Supplied data Block Start

pub mod error;
pub mod node;
pub mod parser;
pub mod tree;

pub use error::{MissingPolicy, TreeError};
pub use node::{AttrValue, Node, NodeId};
pub use tree::Tree;
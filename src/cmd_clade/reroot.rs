use super::utils;
use clap::*;

// Create clap subcommand arguments
pub fn make_subcommand() -> Command {
    let cmd = Command::new("reroot")
        .about("Root on an outgroup or at the midpoint")
        .after_help(
            r###"
With outgroup taxa, places the root on the branch above their most recent
common ancestor. Without any, places the root at the midpoint of the
longest tip-to-tip path.

Notes:
* Outgroup taxa are named with `--node`, `--file` and `--regex`.
* `--location` is the fraction of the outgroup branch, from the ingroup
  side, where the root goes. 0.5 is the middle.
* The outgroup must not span the current root. Reroot on a single
  ingroup tip first if it does.
* The old root is spliced out when it is left with one child.
* Pairwise tip distances are preserved.

Examples:
1. Outgroup rooting:
   clade reroot tree.nwk -n Wuhan-Hu-1

2. Root at the outgroup's end of its branch:
   clade reroot tree.nwk -n OutA -n OutB --location 1

3. Midpoint rooting:
   clade reroot tree.nwk

"###,
        )
        .arg(
            Arg::new("infile")
                .required(true)
                .num_args(1)
                .index(1)
                .help("Input filename. [stdin] for standard input"),
        )
        .arg(
            Arg::new("location")
                .long("location")
                .short('l')
                .num_args(1)
                .value_parser(value_parser!(f64))
                .default_value("0.5")
                .help("Position of the root on the outgroup branch, 0 to 1"),
        );

    utils::args_names(cmd).arg(utils::arg_format()).arg(
        Arg::new("outfile")
            .short('o')
            .long("outfile")
            .num_args(1)
            .default_value("stdout")
            .help("Output filename. [stdout] for screen"),
    )
}

// command implementation
pub fn execute(args: &ArgMatches) -> anyhow::Result<()> {
    //----------------------------
    // Args
    //----------------------------
    let mut writer = intspan::writer(args.get_one::<String>("outfile").unwrap());
    let infile = args.get_one::<String>("infile").unwrap();
    let format = utils::output_format(args)?;
    let location = *args.get_one::<f64>("location").unwrap();

    let is_midpoint = !args.contains_id("node")
        && !args.contains_id("file")
        && !args.contains_id("regex");

    //----------------------------
    // Operating
    //----------------------------
    let mut trees = utils::read_trees(infile)?;
    for tree in trees.iter_mut() {
        if is_midpoint {
            let (a, b, d) = tree.diameter()?;
            log::info!(
                "Longest path: {} - {}, length {}",
                tree.node(a)?.name.as_deref().unwrap_or(""),
                tree.node(b)?.name.as_deref().unwrap_or(""),
                d
            );
            tree.reroot_midpoint()?;
        } else {
            let mut outgroup = utils::requested_names(args);
            outgroup.extend(utils::regex_names(tree, args)?);
            if outgroup.is_empty() {
                return Err(anyhow::anyhow!("No outgroup taxa matched"));
            }
            tree.reroot_outgroup(&outgroup, location)?;
        }
        tree.compact();
    }

    //----------------------------
    // Output
    //----------------------------
    utils::write_trees(&mut writer, &trees, format)?;

    Ok(())
}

Supplied data Block End

▶ [Exercise description] Every line in the data that holds "writer" should be copied out.

▶ [Finished task]
    let mut writer = intspan::writer(args.get_one::<String>("outfile").unwrap());
    utils::write_trees(&mut writer, &trees, format)?;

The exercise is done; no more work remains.